Our purpose in choosing a coordinate system or atlas is to express relationships among actual and possible events. The relationships we are interested in are order relationships (Did this event occur between those two?) and magnitude relationships (How long after A did B occur?) and date relationships (When did event A occur?). The date of a (point) event is the time coordinate number of the spacetime location where the event occurs. We expect all these assignments of dates to events to satisfy the requirement that event A happens before event B iff t(A) < t(B), where t(A) is the time coordinate of A. The assignments of dates to events also must satisfy the demands of our physical theories, and in this case we face serious problems involving inconsistency as when a geologist gives one date for the birth of Earth and an astronomer gives a different date.

It is a big step from assigning numbers to points of spacetime to assigning them to real events.

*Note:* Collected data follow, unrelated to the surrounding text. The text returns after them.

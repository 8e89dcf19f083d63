//! `realty migrate` - apply the schema migrations.
//!
//! Migrations live in `crates/db/migrations/` and are embedded at build time.
//!
//! Example migration structure:
//! ```text
//! migrations/
//! ├── 20260101000001_create_users.sql
//! ├── 20260101000002_create_properties.sql
//! └── 20260101000003_create_inquiries.sql
//! ```

use realty_db::{PgStore, run_migrations};

use crate::error::CommandError;

/// Run all pending migrations.
pub async fn run(store: &PgStore) -> Result<(), CommandError> {
    tracing::info!("Running migrations...");
    run_migrations(store.pool()).await?;
    tracing::info!("Migrations complete!");
    Ok(())
}
//! Property repository.
//!
//! Listings are read-only from this side; the web application creates and
//! edits them.

use std::collections::HashMap;

use chrono::{DateTime, Utc};
use rust_decimal::Decimal;
use sqlx::PgPool;
use tracing::{debug, instrument};

use realty_core::{Email, Price, PropertyId, PropertyImageId, UserId, UserRole};

use super::{RepositoryError, to_count};
use crate::models::{
    AgentSummary, Property, PropertyImage, PropertyMapping, PropertyWithAgent, PropertyWithImages,
};

// =============================================================================
// Internal Row Types
// =============================================================================

#[derive(Debug, sqlx::FromRow)]
struct PropertyRow {
    id: i32,
    title: String,
    price: Option<Decimal>,
    location: Option<String>,
    agent_id: i32,
    created_at: DateTime<Utc>,
}

impl TryFrom<PropertyRow> for Property {
    type Error = RepositoryError;

    fn try_from(row: PropertyRow) -> Result<Self, Self::Error> {
        let price = row.price.map(Price::new).transpose().map_err(|e| {
            RepositoryError::DataCorruption(format!("invalid price on property {}: {e}", row.id))
        })?;

        Ok(Self {
            id: PropertyId::new(row.id),
            title: row.title,
            price,
            location: row.location,
            agent_id: UserId::new(row.agent_id),
            created_at: row.created_at,
        })
    }
}

#[derive(Debug, sqlx::FromRow)]
struct PropertyAgentRow {
    #[sqlx(flatten)]
    property: PropertyRow,
    agent_name: String,
    agent_email: Email,
    agent_role: UserRole,
}

impl TryFrom<PropertyAgentRow> for PropertyWithAgent {
    type Error = RepositoryError;

    fn try_from(row: PropertyAgentRow) -> Result<Self, Self::Error> {
        let property = Property::try_from(row.property)?;

        Ok(Self {
            agent: AgentSummary {
                id: property.agent_id,
                name: row.agent_name,
                email: row.agent_email,
                role: row.agent_role,
            },
            property,
        })
    }
}

#[derive(Debug, sqlx::FromRow)]
struct PropertyImageRow {
    id: i32,
    property_id: i32,
    url: String,
    position: i32,
}

impl From<PropertyImageRow> for PropertyImage {
    fn from(row: PropertyImageRow) -> Self {
        Self {
            id: PropertyImageId::new(row.id),
            property_id: PropertyId::new(row.property_id),
            url: row.url,
            position: row.position,
        }
    }
}

#[derive(Debug, sqlx::FromRow)]
struct PropertyMappingRow {
    title: String,
    agent_id: i32,
}

// =============================================================================
// Repository
// =============================================================================

/// Repository for property listing queries.
pub struct PropertyRepository<'a> {
    pool: &'a PgPool,
}

impl<'a> PropertyRepository<'a> {
    /// Create a new property repository.
    #[must_use]
    pub const fn new(pool: &'a PgPool) -> Self {
        Self { pool }
    }

    /// Count all listings.
    ///
    /// # Errors
    ///
    /// Returns `RepositoryError::Database` if the query fails.
    #[instrument(skip(self))]
    pub async fn count(&self) -> Result<u64, RepositoryError> {
        let total: i64 = sqlx::query_scalar("SELECT COUNT(*) FROM properties")
            .fetch_one(self.pool)
            .await?;

        debug!(total, "Counted properties");
        to_count(total)
    }

    /// Every listing joined with its agent, oldest first.
    ///
    /// # Errors
    ///
    /// Returns `RepositoryError::Database` if the query fails.
    /// Returns `RepositoryError::DataCorruption` if a row holds invalid data.
    #[instrument(skip(self))]
    pub async fn list_with_agents(&self) -> Result<Vec<PropertyWithAgent>, RepositoryError> {
        let rows = sqlx::query_as::<_, PropertyAgentRow>(
            r"
            SELECT p.id, p.title, p.price, p.location, p.agent_id, p.created_at,
                   u.name AS agent_name,
                   u.email AS agent_email,
                   u.role AS agent_role
            FROM properties p
            JOIN users u ON u.id = p.agent_id
            ORDER BY p.id
            ",
        )
        .fetch_all(self.pool)
        .await?;

        debug!(count = rows.len(), "Fetched properties with agents");
        rows.into_iter().map(TryInto::try_into).collect()
    }

    /// Every listing with its images, oldest first.
    ///
    /// Images are ordered by `position`, then by id for ties.
    ///
    /// # Errors
    ///
    /// Returns `RepositoryError::Database` if either query fails.
    /// Returns `RepositoryError::DataCorruption` if a row holds invalid data.
    #[instrument(skip(self))]
    pub async fn list_with_images(&self) -> Result<Vec<PropertyWithImages>, RepositoryError> {
        let properties = sqlx::query_as::<_, PropertyRow>(
            r"
            SELECT id, title, price, location, agent_id, created_at
            FROM properties
            ORDER BY id
            ",
        )
        .fetch_all(self.pool)
        .await?;

        let ids: Vec<i32> = properties.iter().map(|row| row.id).collect();
        let image_rows = sqlx::query_as::<_, PropertyImageRow>(
            r"
            SELECT id, property_id, url, position
            FROM property_images
            WHERE property_id = ANY($1)
            ORDER BY property_id, position, id
            ",
        )
        .bind(&ids)
        .fetch_all(self.pool)
        .await?;

        debug!(
            properties = properties.len(),
            images = image_rows.len(),
            "Fetched properties with images"
        );

        let mut images: HashMap<i32, Vec<PropertyImage>> = HashMap::new();
        for row in image_rows {
            images.entry(row.property_id).or_default().push(row.into());
        }

        properties
            .into_iter()
            .map(|row| {
                let images = images.remove(&row.id).unwrap_or_default();
                Ok(PropertyWithImages {
                    property: row.try_into()?,
                    images,
                })
            })
            .collect()
    }

    /// The `title` / `agentId` projection of every listing.
    ///
    /// # Errors
    ///
    /// Returns `RepositoryError::Database` if the query fails.
    #[instrument(skip(self))]
    pub async fn list_mappings(&self) -> Result<Vec<PropertyMapping>, RepositoryError> {
        let rows = sqlx::query_as::<_, PropertyMappingRow>(
            "SELECT title, agent_id FROM properties ORDER BY id",
        )
        .fetch_all(self.pool)
        .await?;

        debug!(count = rows.len(), "Fetched property mappings");
        Ok(rows
            .into_iter()
            .map(|row| PropertyMapping {
                title: row.title,
                agent_id: UserId::new(row.agent_id),
            })
            .collect())
    }
}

Here are some of the questions that need answers. How do we determine whether a nearby event and a distant event occurred simultaneously? Assuming we want the second to be the standard unit for measuring the time interval between two events, how do we operationally define the second so we can measure whether one event occurred exactly one second later than another event? A related question is: How do we know whether the clock we have is accurate? Less fundamentally, attention must also be paid to the dependency of dates due to shifting from Standard Time to Daylight Savings Time, to crossing the International Date Line, to switching from the Julian to the Gregorian Calendar, and to comparing regular years with leap years.

Let’s design a coordinate system for time. Suppose we have already assigned a date of zero to the event that we choose to be at the origin of our coordinate system. To assign dates to other events, we first must define a standard clock and declare that the time intervals between any two consecutive ticks of that clock are the same. The second, our conventional unit of time measurement, will be defined to be so many ticks of the standard clock. We then synchronize other clocks with the standard clock so the clocks show equal readings at the same time. The time or date at which a point event occurs is the number reading on the clock at rest there. If there is no clock there, the assignment process is more complicated.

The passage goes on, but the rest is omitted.